However, if the growth of his means has allowed man to suppress suffering and death, it has unleashed imbalance on the entirety of continental space-time and even of the ocean, the source of all life; what is at stake is no longer this or that ecosystem, but the one constituted by the earth. Sooner or later, the curve’s ascent towards the absolute will hit upon the limits of that sphere. We may imagine other energy sources than oil if we pay the price; it is going to be a whole lot more difficult to produce an ersatz for the square meter.
Ecology is a godmother to the revolt against industrial society. But this term, ‘ecology’ or ‘ecological’, that is now part of the public domain, is not without ambiguity. From now on, thanks to the media, everything is becoming ecological (or turning green): a demonstration on bikes on the Place de la Concorde, a day of sunbathing inaugurated by a minister and the Antenne 2 network and any bearded assistant at the Museum national d’histoire naturelle. A label was needed to refer to such a new phenomenon, and there can be none without Greek or Latin; otherwise, it is not a proper label. By becoming vulgarized, ecology has lost its scientific meaning to take on another one, a magical sense that draws its prestige from an esoteric knowledge reserved for a few magicians.

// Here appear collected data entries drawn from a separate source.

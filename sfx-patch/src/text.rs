//! Line-oriented text documents and whole-file read/modify/write.
//!
//! Every text artifact (sounds.h, the sound player script, external.c) is
//! edited through [`TextDocument`]: the file is split into lines, the editor
//! inserts or replaces whole lines at structural positions, and the result is
//! rendered back with the original line ending style.

use std::path::Path;

use crate::error::{Result, SfxError};

/// Maximum size of a sample file read into memory for probing.
pub const MAX_SAMPLE_BYTES: u64 = 64 * 1024 * 1024; // 64 MiB

/// A text file held as individual lines.
#[derive(Debug, Clone, PartialEq, Eq)]
pub struct TextDocument {
    lines: Vec<String>,
    newline: &'static str,
    trailing_newline: bool,
}

impl TextDocument {
    /// Split text into lines, remembering CRLF vs LF and the final newline.
    pub fn parse(text: &str) -> Self {
        let newline = if text.contains("\r\n") { "\r\n" } else { "\n" };
        Self {
            lines: text.lines().map(str::to_string).collect(),
            newline,
            trailing_newline: text.ends_with('\n'),
        }
    }

    pub fn lines(&self) -> &[String] {
        &self.lines
    }

    pub fn get(&self, index: usize) -> Option<&str> {
        self.lines.get(index).map(String::as_str)
    }

    /// Indices come from the structural parsers, so out of range is a bug.
    pub(crate) fn line(&self, index: usize) -> &str {
        &self.lines[index]
    }

    pub fn len(&self) -> usize {
        self.lines.len()
    }

    pub fn is_empty(&self) -> bool {
        self.lines.is_empty()
    }

    pub(crate) fn insert(&mut self, index: usize, line: impl Into<String>) {
        self.lines.insert(index, line.into());
    }

    /// Insert a block of lines so that the first one lands at `index`.
    pub(crate) fn insert_all<I, S>(&mut self, index: usize, lines: I)
    where
        I: IntoIterator<Item = S>,
        S: Into<String>,
    {
        self.lines
            .splice(index..index, lines.into_iter().map(Into::into));
    }

    pub(crate) fn replace(&mut self, index: usize, line: impl Into<String>) {
        self.lines[index] = line.into();
    }

    pub fn render(&self) -> String {
        let mut out = self.lines.join(self.newline);
        if self.trailing_newline {
            out.push_str(self.newline);
        }
        out
    }
}

/// Leading whitespace of a line, used to indent inserted siblings.
pub fn indentation(line: &str) -> &str {
    &line[..line.len() - line.trim_start().len()]
}

pub fn read_text(path: &Path) -> Result<String> {
    std::fs::read_to_string(path).map_err(|e| SfxError::io(path, e))
}

/// Write `content` unless the file already holds exactly that text.
///
/// Returns `true` when the file was written.
pub fn write_if_changed(path: &Path, original: &str, content: &str) -> Result<bool> {
    if original == content {
        return Ok(false);
    }
    std::fs::write(path, content).map_err(|e| SfxError::io(path, e))?;
    Ok(true)
}

/// Read a text artifact, let `edit` mutate it, and write it back if it changed.
///
/// Nothing is written when `edit` fails, so a missing anchor never leaves a
/// half-edited file behind.
pub fn edit_document<T>(
    path: &Path,
    edit: impl FnOnce(&mut TextDocument) -> Result<T>,
) -> Result<(T, bool)> {
    let original = read_text(path)?;
    let mut doc = TextDocument::parse(&original);
    let value = edit(&mut doc)?;
    let written = write_if_changed(path, &original, &doc.render())?;
    if written {
        tracing::debug!("Updated {}", path.display());
    }
    Ok((value, written))
}

/// Read a file into memory with a size cap.
pub fn read_file_with_limit(path: &Path, max_bytes: u64) -> Result<Vec<u8>> {
    let metadata = std::fs::metadata(path).map_err(|e| SfxError::io(path, e))?;
    let len = metadata.len();
    if len > max_bytes {
        return Err(SfxError::InvalidSampleFile {
            path: path.to_path_buf(),
            reason: format!("file too large ({} bytes, max {} bytes)", len, max_bytes),
        });
    }
    std::fs::read(path).map_err(|e| SfxError::io(path, e))
}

It is not for nothing that this label has been applied to the reaction against progress at any cost. It was too complex and disquieting. It had to be simplified, explained, reintegrated into the society it threatens by relating it to the latter’s highest authority: science. Ecology being in the strict sense of the term the scientific study of natural ecosystems, a specifically human reaction was thus reduced to nature and the methods for approaching it.
Now that the damage is done, it seems difficult to refuse a denomination that has passed into the public domain. And yet, it would have been better to refuse a term now applied to human societies as well as plant and animal ones. As we will see later, keeping to ecology means forgetting that man has a mind, just as ignoring it means forgetting that he has a body. The ecological level is but one plan of attack - there are other planes, the psychological, the social, and so on. But if ecology is not the alpha and the omega, it is a point of departure, unlike those political mythologies that are as alien to the nature of the earth as to that of man and the problems of his time.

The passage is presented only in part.